▶ Problem details
Below are records; copy every line among them that contains the word "DateTime".

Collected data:
------------------------------
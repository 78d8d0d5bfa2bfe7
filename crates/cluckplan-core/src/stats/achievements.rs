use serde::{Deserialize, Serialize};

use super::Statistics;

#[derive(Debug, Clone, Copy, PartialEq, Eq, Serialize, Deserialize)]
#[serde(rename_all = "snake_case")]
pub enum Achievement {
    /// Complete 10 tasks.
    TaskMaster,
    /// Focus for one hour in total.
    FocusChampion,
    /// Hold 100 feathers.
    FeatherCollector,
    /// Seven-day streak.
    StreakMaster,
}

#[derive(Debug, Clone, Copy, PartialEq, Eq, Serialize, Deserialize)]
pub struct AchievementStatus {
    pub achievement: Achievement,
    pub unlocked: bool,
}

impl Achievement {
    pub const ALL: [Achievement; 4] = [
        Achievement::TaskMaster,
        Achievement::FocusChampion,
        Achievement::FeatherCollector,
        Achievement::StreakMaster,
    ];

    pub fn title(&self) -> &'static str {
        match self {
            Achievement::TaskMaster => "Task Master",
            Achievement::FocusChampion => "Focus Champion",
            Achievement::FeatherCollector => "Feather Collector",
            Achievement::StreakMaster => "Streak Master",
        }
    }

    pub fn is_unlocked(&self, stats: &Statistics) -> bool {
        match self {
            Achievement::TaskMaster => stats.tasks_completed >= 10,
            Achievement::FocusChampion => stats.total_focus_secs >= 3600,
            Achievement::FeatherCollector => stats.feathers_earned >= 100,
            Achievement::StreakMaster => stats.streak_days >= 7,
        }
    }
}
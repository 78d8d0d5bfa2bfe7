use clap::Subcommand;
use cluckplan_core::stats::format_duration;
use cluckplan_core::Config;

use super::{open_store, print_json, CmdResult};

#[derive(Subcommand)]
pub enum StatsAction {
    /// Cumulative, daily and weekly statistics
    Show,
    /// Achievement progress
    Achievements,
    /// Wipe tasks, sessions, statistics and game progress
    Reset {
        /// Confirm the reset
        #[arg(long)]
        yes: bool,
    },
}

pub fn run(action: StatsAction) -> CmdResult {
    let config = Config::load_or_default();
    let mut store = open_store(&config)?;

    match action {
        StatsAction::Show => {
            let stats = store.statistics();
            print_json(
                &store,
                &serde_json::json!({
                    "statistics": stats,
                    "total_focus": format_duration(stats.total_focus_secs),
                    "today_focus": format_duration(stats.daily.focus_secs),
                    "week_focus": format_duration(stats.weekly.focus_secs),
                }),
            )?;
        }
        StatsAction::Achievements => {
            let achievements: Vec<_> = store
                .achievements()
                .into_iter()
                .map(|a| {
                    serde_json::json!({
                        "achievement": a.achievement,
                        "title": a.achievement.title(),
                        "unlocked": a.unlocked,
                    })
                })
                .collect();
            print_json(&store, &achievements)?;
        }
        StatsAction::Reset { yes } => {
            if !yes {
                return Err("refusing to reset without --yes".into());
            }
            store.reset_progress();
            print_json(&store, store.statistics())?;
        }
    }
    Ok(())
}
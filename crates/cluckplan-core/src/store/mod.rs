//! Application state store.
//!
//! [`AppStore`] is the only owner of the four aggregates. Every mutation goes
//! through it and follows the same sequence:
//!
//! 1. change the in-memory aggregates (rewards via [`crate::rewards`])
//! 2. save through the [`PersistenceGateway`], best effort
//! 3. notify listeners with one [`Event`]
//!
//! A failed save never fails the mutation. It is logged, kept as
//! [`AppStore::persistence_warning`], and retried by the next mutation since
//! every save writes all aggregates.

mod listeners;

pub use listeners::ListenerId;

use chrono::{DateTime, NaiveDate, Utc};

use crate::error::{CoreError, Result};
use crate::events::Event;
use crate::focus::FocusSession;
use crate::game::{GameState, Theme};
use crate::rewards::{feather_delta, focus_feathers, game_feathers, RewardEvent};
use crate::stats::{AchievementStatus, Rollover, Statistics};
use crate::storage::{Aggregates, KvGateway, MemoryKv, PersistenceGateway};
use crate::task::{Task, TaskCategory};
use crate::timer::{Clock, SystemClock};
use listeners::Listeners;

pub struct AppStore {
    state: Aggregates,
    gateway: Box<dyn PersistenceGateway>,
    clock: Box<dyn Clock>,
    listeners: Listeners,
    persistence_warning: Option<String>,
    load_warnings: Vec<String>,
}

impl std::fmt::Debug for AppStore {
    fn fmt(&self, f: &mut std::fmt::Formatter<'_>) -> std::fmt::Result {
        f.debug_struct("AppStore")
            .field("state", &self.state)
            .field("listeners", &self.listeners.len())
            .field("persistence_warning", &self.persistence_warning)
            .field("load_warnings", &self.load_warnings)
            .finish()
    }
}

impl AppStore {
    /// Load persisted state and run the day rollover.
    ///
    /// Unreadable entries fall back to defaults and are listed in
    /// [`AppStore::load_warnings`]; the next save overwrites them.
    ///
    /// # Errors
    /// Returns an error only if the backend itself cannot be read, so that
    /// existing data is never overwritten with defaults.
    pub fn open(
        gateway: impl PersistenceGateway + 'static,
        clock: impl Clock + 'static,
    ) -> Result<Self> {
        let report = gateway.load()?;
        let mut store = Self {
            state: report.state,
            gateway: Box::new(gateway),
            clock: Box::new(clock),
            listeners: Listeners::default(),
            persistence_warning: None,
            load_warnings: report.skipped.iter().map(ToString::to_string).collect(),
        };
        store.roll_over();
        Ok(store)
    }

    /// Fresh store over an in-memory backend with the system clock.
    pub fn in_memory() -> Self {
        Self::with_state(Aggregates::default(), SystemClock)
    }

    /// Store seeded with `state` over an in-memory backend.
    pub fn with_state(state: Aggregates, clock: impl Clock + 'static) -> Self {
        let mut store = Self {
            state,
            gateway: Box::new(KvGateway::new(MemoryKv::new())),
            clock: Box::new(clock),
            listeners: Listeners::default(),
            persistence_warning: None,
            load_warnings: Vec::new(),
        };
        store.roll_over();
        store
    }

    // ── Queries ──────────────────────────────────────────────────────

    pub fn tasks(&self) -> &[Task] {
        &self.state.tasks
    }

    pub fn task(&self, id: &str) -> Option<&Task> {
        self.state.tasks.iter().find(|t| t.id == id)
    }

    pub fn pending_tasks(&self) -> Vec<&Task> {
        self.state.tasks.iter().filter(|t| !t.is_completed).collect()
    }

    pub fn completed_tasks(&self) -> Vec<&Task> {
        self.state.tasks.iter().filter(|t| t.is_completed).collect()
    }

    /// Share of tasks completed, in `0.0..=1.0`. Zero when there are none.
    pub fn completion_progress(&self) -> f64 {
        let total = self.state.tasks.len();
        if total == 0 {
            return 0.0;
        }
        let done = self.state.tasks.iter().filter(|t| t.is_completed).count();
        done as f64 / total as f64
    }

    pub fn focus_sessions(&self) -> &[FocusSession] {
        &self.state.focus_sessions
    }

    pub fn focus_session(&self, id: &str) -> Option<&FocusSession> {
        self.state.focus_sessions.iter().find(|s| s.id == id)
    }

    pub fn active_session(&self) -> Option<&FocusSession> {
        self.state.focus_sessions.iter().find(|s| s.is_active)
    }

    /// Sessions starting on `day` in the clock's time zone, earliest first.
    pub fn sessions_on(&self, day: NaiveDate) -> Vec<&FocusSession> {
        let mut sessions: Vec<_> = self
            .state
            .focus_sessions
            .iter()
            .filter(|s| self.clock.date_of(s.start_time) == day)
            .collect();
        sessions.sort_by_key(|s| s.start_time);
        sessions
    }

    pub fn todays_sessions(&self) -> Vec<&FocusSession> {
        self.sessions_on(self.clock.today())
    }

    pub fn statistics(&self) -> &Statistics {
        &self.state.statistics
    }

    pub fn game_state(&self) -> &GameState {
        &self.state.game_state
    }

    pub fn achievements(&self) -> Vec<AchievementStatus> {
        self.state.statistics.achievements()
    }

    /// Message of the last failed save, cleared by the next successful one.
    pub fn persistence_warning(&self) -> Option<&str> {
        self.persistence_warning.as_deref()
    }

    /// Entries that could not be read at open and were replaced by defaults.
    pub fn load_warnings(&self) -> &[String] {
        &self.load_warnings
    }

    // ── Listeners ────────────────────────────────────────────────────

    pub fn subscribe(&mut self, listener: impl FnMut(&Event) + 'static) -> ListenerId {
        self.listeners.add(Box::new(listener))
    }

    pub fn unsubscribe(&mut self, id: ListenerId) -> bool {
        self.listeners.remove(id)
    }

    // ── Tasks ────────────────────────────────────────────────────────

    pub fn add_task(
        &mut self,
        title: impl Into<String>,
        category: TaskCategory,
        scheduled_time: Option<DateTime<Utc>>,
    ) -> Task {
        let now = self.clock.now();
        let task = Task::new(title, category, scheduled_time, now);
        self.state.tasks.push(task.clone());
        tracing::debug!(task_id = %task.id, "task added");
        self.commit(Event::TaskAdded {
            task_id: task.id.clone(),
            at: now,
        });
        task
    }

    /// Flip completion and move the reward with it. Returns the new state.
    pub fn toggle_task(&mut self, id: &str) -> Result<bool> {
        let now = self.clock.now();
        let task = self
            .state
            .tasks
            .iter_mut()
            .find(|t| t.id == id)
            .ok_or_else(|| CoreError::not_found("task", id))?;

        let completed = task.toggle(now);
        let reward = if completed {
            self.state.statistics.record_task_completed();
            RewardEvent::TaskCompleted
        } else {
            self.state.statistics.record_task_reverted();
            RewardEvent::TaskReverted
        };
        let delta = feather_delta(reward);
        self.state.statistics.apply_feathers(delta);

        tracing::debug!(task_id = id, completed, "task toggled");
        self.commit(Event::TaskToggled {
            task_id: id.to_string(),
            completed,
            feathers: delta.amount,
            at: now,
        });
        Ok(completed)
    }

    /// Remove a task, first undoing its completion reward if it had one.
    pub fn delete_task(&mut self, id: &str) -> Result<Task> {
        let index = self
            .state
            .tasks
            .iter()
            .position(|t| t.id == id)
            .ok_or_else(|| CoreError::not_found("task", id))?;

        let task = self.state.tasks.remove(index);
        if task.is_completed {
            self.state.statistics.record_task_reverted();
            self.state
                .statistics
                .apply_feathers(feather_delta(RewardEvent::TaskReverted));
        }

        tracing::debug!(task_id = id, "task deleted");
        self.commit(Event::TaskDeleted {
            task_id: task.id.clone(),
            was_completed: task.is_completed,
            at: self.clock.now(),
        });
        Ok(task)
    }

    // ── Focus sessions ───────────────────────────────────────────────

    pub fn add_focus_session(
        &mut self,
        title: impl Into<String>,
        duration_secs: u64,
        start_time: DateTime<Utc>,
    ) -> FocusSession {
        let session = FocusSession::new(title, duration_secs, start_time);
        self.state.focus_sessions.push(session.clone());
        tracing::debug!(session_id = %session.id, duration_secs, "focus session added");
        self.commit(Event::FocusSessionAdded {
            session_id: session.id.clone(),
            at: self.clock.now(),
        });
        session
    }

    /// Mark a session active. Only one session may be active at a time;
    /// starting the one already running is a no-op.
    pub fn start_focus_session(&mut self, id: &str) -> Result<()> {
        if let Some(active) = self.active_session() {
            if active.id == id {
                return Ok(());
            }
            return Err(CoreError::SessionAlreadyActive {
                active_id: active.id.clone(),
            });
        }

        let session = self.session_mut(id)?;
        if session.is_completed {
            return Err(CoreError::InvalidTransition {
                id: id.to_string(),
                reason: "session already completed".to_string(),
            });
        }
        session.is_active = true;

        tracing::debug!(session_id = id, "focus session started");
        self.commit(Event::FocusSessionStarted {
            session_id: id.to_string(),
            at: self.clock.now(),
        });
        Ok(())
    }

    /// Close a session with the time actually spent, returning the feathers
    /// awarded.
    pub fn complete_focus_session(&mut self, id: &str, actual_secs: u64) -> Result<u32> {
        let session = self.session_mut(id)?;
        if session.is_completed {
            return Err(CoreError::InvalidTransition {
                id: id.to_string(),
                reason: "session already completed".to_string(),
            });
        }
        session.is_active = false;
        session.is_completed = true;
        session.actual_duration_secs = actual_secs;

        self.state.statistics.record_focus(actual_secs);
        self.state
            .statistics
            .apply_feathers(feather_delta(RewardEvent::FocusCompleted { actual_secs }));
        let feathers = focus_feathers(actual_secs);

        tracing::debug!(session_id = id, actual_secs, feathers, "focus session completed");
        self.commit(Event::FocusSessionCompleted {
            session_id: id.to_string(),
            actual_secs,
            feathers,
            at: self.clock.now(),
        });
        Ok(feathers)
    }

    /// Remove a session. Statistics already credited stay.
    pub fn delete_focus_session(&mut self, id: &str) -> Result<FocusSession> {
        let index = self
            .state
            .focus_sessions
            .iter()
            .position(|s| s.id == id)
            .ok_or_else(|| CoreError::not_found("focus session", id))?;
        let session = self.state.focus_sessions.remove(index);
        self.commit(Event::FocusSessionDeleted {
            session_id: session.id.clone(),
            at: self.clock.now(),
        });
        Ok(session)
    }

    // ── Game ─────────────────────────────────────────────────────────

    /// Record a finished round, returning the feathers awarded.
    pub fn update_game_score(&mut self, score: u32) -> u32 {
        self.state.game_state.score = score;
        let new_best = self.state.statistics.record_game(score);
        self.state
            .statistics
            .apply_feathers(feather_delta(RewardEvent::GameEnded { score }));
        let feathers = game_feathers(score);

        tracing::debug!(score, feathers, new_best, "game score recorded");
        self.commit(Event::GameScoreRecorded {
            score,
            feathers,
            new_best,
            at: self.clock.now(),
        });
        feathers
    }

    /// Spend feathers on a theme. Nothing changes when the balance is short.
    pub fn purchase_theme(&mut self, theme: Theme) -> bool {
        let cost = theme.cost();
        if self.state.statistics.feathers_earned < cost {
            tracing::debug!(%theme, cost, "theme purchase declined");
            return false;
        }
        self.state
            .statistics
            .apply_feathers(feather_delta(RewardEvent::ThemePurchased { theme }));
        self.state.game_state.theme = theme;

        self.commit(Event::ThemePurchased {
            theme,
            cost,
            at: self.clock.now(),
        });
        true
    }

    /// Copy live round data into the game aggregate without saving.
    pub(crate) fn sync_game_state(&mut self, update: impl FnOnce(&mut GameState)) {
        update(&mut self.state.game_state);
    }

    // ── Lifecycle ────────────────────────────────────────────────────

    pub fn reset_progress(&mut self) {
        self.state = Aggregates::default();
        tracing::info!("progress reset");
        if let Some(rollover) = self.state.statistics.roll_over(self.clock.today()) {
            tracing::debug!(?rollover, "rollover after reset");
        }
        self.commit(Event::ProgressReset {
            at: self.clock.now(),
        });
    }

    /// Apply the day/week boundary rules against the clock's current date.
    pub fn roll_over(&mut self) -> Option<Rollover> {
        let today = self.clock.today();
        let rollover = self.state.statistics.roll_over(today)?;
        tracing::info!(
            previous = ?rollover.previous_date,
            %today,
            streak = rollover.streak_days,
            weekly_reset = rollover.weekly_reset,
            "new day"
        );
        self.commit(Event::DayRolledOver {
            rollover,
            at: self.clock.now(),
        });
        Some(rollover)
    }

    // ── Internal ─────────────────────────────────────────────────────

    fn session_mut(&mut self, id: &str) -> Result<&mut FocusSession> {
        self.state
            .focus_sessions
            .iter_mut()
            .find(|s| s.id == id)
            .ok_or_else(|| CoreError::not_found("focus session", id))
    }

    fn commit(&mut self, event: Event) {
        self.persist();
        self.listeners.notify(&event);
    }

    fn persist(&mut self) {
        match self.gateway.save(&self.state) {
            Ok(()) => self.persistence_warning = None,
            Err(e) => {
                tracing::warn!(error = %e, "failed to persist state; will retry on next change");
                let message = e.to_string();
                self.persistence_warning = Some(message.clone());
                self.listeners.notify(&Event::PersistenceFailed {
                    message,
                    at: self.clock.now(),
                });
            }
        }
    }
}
------------------------------
▶ Your response
use chrono::{DateTime, NaiveDate, Utc};
        scheduled_time: Option<DateTime<Utc>>,
        start_time: DateTime<Utc>,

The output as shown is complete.